What follows is a listing. Write it all out exactly.

━━━ DATA

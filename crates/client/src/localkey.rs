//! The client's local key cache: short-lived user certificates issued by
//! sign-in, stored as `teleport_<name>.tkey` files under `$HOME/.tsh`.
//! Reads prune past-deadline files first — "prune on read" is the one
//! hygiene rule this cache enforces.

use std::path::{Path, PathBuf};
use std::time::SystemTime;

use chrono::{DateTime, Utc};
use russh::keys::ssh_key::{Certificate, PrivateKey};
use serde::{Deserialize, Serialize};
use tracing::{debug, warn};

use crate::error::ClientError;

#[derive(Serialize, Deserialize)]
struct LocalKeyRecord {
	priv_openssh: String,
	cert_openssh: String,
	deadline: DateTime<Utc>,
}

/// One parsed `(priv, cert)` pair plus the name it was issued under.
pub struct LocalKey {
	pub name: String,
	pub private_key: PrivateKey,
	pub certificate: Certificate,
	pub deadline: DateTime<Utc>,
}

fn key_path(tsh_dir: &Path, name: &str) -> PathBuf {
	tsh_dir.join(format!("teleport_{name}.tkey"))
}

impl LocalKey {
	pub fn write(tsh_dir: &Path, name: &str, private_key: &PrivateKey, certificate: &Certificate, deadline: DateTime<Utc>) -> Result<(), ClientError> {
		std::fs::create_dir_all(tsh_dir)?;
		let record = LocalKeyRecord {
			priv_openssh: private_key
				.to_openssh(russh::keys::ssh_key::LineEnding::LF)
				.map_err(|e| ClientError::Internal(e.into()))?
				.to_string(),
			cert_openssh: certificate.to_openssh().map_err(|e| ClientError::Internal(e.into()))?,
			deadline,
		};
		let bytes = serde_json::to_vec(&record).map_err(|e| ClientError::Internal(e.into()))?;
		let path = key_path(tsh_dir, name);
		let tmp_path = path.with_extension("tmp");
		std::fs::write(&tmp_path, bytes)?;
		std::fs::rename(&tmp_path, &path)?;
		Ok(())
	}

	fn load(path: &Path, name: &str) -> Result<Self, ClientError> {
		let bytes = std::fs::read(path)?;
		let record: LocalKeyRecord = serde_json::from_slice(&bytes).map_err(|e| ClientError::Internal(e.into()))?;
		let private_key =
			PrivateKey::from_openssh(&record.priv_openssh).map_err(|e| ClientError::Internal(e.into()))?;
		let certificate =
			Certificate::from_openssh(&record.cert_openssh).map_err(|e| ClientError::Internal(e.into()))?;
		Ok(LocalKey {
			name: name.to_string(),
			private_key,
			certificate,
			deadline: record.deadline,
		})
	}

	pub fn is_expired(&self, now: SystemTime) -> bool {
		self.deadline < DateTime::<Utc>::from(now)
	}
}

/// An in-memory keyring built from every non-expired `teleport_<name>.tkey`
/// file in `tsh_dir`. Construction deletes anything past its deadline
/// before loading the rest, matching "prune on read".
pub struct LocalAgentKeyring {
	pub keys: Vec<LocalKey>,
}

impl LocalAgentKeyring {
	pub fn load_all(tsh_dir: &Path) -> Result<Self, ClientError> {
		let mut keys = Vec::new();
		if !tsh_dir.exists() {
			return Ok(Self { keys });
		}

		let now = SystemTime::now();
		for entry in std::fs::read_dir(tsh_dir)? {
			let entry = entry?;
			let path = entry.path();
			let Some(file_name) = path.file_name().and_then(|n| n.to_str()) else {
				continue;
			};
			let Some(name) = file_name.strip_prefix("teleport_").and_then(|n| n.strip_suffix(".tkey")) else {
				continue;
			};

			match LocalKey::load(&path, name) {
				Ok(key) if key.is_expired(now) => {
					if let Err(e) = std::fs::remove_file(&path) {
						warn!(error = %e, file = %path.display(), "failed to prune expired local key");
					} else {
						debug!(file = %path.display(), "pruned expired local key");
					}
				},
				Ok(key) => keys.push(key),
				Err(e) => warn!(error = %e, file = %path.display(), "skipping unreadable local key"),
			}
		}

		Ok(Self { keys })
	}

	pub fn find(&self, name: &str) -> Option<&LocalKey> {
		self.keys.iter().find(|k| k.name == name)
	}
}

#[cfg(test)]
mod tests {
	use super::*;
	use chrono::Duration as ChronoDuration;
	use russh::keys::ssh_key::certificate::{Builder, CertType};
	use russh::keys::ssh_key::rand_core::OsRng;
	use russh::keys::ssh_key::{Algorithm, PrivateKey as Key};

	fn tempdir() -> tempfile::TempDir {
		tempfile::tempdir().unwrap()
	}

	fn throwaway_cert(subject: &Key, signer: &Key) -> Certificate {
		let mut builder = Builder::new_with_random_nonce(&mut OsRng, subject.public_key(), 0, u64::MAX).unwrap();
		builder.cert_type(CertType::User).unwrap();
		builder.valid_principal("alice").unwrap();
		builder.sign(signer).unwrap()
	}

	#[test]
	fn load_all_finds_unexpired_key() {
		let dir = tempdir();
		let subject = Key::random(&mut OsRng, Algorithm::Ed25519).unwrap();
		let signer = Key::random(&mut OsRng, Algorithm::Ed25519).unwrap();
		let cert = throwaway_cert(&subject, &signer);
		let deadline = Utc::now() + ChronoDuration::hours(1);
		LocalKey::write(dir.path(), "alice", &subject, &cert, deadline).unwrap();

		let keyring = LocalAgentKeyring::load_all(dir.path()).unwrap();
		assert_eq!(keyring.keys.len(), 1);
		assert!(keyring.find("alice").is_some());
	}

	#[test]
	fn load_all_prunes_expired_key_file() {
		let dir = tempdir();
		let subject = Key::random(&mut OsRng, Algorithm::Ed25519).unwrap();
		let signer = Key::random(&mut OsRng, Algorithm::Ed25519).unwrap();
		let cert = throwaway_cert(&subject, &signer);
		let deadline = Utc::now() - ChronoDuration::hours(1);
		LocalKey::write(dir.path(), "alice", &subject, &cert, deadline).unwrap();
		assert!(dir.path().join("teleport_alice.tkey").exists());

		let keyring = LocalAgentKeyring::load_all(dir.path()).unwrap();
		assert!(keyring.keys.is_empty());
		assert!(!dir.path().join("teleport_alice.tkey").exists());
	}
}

━━━━━━

--- TASK OUTPUT ---
filename crates/client/src/localkey.rs
//! The client's local key cache: short-lived user certificates issued by
//! sign-in, stored as `teleport_<name>.tkey` files under `$HOME/.tsh`.
//! Reads prune past-deadline files first — "prune on read" is the one
//! hygiene rule this cache enforces.

use std::path::{Path, PathBuf};
use std::time::SystemTime;

use chrono::{DateTime, Utc};
use russh::keys::ssh_key::{Certificate, PrivateKey};
use serde::{Deserialize, Serialize};
use tracing::{debug, warn};

use crate::error::ClientError;

#[derive(Serialize, Deserialize)]
struct LocalKeyRecord {
	priv_openssh: String,
	cert_openssh: String,
	deadline: DateTime<Utc>,
}

/// One parsed `(priv, cert)` pair plus the name it was issued under.
pub struct LocalKey {
	pub name: String,
	pub private_key: PrivateKey,
	pub certificate: Certificate,
	pub deadline: DateTime<Utc>,
}

fn key_path(tsh_dir: &Path, name: &str) -> PathBuf {
	tsh_dir.join(format!("teleport_{name}.tkey"))
}

impl LocalKey {
	pub fn write(tsh_dir: &Path, name: &str, private_key: &PrivateKey, certificate: &Certificate, deadline: DateTime<Utc>) -> Result<(), ClientError> {
		std::fs::create_dir_all(tsh_dir)?;
		let record = LocalKeyRecord {
			priv_openssh: private_key
				.to_openssh(russh::keys::ssh_key::LineEnding::LF)
				.map_err(|e| ClientError::Internal(e.into()))?
				.to_string(),
			cert_openssh: certificate.to_openssh().map_err(|e| ClientError::Internal(e.into()))?,
			deadline,
		};
		let bytes = serde_json::to_vec(&record).map_err(|e| ClientError::Internal(e.into()))?;
		let path = key_path(tsh_dir, name);
		let tmp_path = path.with_extension("tmp");
		std::fs::write(&tmp_path, bytes)?;
		std::fs::rename(&tmp_path, &path)?;
		Ok(())
	}

	fn load(path: &Path, name: &str) -> Result<Self, ClientError> {
		let bytes = std::fs::read(path)?;
		let record: LocalKeyRecord = serde_json::from_slice(&bytes).map_err(|e| ClientError::Internal(e.into()))?;
		let private_key =
			PrivateKey::from_openssh(&record.priv_openssh).map_err(|e| ClientError::Internal(e.into()))?;
		let certificate =
			Certificate::from_openssh(&record.cert_openssh).map_err(|e| ClientError::Internal(e.into()))?;
		Ok(LocalKey {
			name: name.to_string(),
			private_key,
			certificate,
			deadline: record.deadline,
		})
	}

	pub fn is_expired(&self, now: SystemTime) -> bool {
		self.deadline < DateTime::<Utc>::from(now)
	}
}

/// An in-memory keyring built from every non-expired `teleport_<name>.tkey`
/// file in `tsh_dir`. Construction deletes anything past its deadline
/// before loading the rest, matching "prune on read".
pub struct LocalAgentKeyring {
	pub keys: Vec<LocalKey>,
}

impl LocalAgentKeyring {
	pub fn load_all(tsh_dir: &Path) -> Result<Self, ClientError> {
		let mut keys = Vec::new();
		if !tsh_dir.exists() {
			return Ok(Self { keys });
		}

		let now = SystemTime::now();
		for entry in std::fs::read_dir(tsh_dir)? {
			let entry = entry?;
			let path = entry.path();
			let Some(file_name) = path.file_name().and_then(|n| n.to_str()) else {
				continue;
			};
			let Some(name) = file_name.strip_prefix("teleport_").and_then(|n| n.strip_suffix(".tkey")) else {
				continue;
			};

			match LocalKey::load(&path, name) {
				Ok(key) if key.is_expired(now) => {
					if let Err(e) = std::fs::remove_file(&path) {
						warn!(error = %e, file = %path.display(), "failed to prune expired local key");
					} else {
						debug!(file = %path.display(), "pruned expired local key");
					}
				},
				Ok(key) => keys.push(key),
				Err(e) => warn!(error = %e, file = %path.display(), "skipping unreadable local key"),
			}
		}

		Ok(Self { keys })
	}

	pub fn find(&self, name: &str) -> Option<&LocalKey> {
		self.keys.iter().find(|k| k.name == name)
	}
}

#[cfg(test)]
mod tests {
	use super::*;
	use chrono::Duration as ChronoDuration;
	use russh::keys::ssh_key::certificate::{Builder, CertType};
	use russh::keys::ssh_key::rand_core::OsRng;
	use russh::keys::ssh_key::{Algorithm, PrivateKey as Key};

	fn tempdir() -> tempfile::TempDir {
		tempfile::tempdir().unwrap()
	}

	fn throwaway_cert(subject: &Key, signer: &Key) -> Certificate {
		let mut builder = Builder::new_with_random_nonce(&mut OsRng, subject.public_key(), 0, u64::MAX).unwrap();
		builder.cert_type(CertType::User).unwrap();
		builder.valid_principal("alice").unwrap();
		builder.sign(signer).unwrap()
	}

	#[test]
	fn load_all_finds_unexpired_key() {
		let dir = tempdir();
		let subject = Key::random(&mut OsRng, Algorithm::Ed25519).unwrap();
		let signer = Key::random(&mut OsRng, Algorithm::Ed25519).unwrap();
		let cert = throwaway_cert(&subject, &signer);
		let deadline = Utc::now() + ChronoDuration::hours(1);
		LocalKey::write(dir.path(), "alice", &subject, &cert, deadline).unwrap();

		let keyring = LocalAgentKeyring::load_all(dir.path()).unwrap();
		assert_eq!(keyring.keys.len(), 1);
		assert!(keyring.find("alice").is_some());
	}

	#[test]
	fn load_all_prunes_expired_key_file() {
		let dir = tempdir();
		let subject = Key::random(&mut OsRng, Algorithm::Ed25519).unwrap();
		let signer = Key::random(&mut OsRng, Algorithm::Ed25519).unwrap();
		let cert = throwaway_cert(&subject, &signer);
		let deadline = Utc::now() - ChronoDuration::hours(1);
		LocalKey::write(dir.path(), "alice", &subject, &cert, deadline).unwrap();
		assert!(dir.path().join("teleport_alice.tkey").exists());

		let keyring = LocalAgentKeyring::load_all(dir.path()).unwrap();
		assert!(keyring.keys.is_empty());
		assert!(!dir.path().join("teleport_alice.tkey").exists());
	}
}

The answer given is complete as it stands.